◆ **GOAL OF THE EXERCISE**
Every record is to be transcribed exactly as written.

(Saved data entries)
* * * * * * * * *

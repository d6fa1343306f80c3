//! Database statistics overview.
//!
//! A quick summary of what's stored: resume, keyword, and match counts plus
//! the database size. Gives confidence that ingestion and indexing are
//! working as expected.

use anyhow::Result;

use crate::config::Config;
use crate::db;
use crate::store::Store;

pub async fn run_stats(config: &Config) -> Result<()> {
    let pool = db::connect(config).await?;
    let store = Store::new(pool);

    let documents = store.count_documents().await?;
    let keywords = store.count_keywords().await?;
    let matches = store.count_matches().await?;

    let db_size = std::fs::metadata(&config.db.path)
        .map(|m| m.len())
        .unwrap_or(0);

    println!("resume-sieve — Database Stats");
    println!("=============================");
    println!();
    println!("  Database:  {}", config.db.path.display());
    println!("  Size:      {}", format_bytes(db_size));
    println!();
    println!("  Resumes:   {}", documents);
    println!("  Keywords:  {}", keywords);
    println!("  Matches:   {}", matches);
    println!();

    store.close().await;
    Ok(())
}

/// Format a byte count as a human-readable string.
fn format_bytes(bytes: u64) -> String {
    if bytes < 1024 {
        format!("{} B", bytes)
    } else if bytes < 1024 * 1024 {
        format!("{:.1} KB", bytes as f64 / 1024.0)
    } else {
        format!("{:.1} MB", bytes as f64 / (1024.0 * 1024.0))
    }
}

* * * * * * * * *

◆ **EXPECTED ANSWER**
repository d6fa1343306f80c3
//! Database statistics overview.
//!
//! A quick summary of what's stored: resume, keyword, and match counts plus
//! the database size. Gives confidence that ingestion and indexing are
//! working as expected.

use anyhow::Result;

use crate::config::Config;
use crate::db;
use crate::store::Store;

pub async fn run_stats(config: &Config) -> Result<()> {
    let pool = db::connect(config).await?;
    let store = Store::new(pool);

    let documents = store.count_documents().await?;
    let keywords = store.count_keywords().await?;
    let matches = store.count_matches().await?;

    let db_size = std::fs::metadata(&config.db.path)
        .map(|m| m.len())
        .unwrap_or(0);

    println!("resume-sieve — Database Stats");
    println!("=============================");
    println!();
    println!("  Database:  {}", config.db.path.display());
    println!("  Size:      {}", format_bytes(db_size));
    println!();
    println!("  Resumes:   {}", documents);
    println!("  Keywords:  {}", keywords);
    println!("  Matches:   {}", matches);
    println!();

    store.close().await;
    Ok(())
}

/// Format a byte count as a human-readable string.
fn format_bytes(bytes: u64) -> String {
    if bytes < 1024 {
        format!("{} B", bytes)
    } else if bytes < 1024 * 1024 {
        format!("{:.1} KB", bytes as f64 / 1024.0)
    } else {
        format!("{:.1} MB", bytes as f64 / (1024.0 * 1024.0))
    }
}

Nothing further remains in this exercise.